**PROBLEM REQUIREMENTS**
Look through the entries below for the string "crate", and copy each line where it is found.

**RECORDS SHOWN**
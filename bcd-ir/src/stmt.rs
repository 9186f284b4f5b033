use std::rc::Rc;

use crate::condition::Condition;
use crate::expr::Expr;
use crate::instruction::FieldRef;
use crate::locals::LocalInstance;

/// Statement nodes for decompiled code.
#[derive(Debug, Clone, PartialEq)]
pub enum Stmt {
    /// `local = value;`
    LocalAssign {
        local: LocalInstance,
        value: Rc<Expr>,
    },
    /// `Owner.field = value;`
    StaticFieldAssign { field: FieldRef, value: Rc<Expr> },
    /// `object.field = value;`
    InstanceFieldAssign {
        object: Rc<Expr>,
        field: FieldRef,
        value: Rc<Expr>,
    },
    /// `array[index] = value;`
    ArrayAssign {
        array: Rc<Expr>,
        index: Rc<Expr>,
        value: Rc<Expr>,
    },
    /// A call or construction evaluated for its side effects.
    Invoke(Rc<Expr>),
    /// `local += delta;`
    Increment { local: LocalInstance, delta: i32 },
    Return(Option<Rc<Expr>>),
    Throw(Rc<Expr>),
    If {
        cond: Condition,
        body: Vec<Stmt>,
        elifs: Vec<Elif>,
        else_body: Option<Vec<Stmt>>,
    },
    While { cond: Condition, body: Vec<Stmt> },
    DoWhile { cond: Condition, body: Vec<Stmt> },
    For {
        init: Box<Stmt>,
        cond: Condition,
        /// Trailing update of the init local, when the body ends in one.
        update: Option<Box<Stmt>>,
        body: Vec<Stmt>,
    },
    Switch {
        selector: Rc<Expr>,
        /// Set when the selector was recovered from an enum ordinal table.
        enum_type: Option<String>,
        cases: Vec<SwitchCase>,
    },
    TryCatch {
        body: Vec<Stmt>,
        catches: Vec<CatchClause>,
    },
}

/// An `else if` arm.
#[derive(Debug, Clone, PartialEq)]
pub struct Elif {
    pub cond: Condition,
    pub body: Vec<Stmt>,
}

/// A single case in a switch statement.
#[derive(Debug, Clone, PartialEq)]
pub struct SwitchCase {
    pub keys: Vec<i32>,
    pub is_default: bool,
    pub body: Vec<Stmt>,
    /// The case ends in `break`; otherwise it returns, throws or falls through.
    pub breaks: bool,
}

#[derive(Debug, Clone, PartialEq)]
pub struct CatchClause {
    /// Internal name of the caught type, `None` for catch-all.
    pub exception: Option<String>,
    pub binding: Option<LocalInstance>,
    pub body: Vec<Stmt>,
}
==
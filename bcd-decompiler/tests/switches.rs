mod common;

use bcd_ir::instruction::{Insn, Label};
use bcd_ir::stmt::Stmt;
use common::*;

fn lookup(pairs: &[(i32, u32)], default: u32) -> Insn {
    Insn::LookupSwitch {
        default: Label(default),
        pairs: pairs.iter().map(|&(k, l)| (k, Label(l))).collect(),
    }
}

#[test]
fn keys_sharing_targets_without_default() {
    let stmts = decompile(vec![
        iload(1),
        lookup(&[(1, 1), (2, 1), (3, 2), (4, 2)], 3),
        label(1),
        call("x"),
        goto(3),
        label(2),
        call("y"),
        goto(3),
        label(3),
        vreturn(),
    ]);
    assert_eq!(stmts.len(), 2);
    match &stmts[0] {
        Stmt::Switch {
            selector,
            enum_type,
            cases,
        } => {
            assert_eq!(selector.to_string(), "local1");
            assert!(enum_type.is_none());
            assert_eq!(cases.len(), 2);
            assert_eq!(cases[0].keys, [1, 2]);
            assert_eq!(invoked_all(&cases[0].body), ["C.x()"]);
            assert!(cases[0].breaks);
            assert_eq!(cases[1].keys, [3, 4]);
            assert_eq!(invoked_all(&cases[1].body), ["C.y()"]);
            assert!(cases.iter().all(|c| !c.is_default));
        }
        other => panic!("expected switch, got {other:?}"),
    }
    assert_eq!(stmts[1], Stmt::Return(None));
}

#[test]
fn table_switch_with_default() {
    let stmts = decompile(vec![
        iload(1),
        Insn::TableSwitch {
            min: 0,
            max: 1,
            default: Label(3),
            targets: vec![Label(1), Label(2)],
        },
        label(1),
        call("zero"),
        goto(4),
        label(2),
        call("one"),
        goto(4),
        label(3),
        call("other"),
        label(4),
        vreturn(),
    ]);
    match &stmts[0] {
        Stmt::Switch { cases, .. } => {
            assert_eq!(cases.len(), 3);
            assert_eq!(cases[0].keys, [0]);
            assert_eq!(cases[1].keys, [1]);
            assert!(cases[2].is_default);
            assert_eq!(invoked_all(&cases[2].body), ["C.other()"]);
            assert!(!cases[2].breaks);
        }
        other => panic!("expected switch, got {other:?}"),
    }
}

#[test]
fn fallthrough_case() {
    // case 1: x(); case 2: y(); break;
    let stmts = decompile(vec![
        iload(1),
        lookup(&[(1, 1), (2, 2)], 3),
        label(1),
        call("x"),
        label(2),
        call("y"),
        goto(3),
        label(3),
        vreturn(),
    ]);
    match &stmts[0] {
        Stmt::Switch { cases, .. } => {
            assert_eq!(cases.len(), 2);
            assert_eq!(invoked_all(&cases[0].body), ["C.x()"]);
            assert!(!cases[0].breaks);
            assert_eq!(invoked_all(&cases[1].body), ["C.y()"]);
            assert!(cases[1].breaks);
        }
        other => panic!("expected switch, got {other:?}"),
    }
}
==
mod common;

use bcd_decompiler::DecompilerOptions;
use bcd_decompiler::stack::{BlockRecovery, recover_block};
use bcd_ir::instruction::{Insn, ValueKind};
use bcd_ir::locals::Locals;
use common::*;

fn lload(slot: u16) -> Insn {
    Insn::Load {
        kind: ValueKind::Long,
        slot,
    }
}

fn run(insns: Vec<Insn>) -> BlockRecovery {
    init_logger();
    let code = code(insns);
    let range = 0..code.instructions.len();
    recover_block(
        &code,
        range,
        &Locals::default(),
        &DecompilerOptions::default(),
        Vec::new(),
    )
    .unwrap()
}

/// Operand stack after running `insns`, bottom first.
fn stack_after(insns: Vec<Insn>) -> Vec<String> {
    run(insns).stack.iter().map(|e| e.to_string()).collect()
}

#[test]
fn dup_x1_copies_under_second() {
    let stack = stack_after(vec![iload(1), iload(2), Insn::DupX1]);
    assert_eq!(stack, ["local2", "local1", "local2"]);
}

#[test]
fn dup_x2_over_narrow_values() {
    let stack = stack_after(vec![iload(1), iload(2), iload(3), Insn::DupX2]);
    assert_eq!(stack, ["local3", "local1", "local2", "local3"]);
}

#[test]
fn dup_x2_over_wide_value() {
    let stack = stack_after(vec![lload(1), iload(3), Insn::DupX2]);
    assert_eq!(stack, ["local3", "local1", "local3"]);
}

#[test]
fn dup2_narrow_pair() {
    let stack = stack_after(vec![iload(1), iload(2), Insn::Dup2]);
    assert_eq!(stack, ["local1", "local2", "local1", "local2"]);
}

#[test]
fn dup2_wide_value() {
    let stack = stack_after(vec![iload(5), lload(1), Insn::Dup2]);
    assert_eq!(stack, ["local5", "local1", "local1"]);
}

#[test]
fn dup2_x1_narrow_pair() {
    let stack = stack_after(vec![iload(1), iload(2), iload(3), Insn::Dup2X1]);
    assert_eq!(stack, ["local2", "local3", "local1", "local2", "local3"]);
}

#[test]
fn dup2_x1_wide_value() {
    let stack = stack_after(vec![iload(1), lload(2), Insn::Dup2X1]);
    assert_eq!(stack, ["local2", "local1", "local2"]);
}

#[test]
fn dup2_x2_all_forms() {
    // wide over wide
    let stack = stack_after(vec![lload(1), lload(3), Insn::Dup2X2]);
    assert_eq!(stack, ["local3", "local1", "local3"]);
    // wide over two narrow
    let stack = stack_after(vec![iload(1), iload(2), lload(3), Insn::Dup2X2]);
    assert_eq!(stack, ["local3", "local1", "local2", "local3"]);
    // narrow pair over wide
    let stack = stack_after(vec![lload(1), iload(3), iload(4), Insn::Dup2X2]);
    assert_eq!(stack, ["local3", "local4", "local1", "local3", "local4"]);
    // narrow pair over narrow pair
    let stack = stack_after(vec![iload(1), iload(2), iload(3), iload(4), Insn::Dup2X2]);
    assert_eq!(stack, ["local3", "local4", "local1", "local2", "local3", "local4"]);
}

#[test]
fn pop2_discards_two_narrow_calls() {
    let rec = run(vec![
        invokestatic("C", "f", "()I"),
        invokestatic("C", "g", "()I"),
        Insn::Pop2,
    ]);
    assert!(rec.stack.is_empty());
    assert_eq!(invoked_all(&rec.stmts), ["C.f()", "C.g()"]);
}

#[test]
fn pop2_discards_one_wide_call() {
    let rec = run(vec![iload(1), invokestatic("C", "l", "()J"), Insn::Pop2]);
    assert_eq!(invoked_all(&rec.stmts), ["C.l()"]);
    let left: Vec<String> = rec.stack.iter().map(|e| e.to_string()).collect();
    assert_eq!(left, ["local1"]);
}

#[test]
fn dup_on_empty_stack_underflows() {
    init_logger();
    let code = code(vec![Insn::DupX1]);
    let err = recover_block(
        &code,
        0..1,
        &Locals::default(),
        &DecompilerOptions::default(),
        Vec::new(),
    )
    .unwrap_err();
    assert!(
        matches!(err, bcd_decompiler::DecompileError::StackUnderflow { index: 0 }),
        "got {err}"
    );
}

**WRITTEN SOLUTION**
use crate::condition::Condition;
use crate::expr::Expr;
use crate::instruction::FieldRef;
use crate::locals::LocalInstance;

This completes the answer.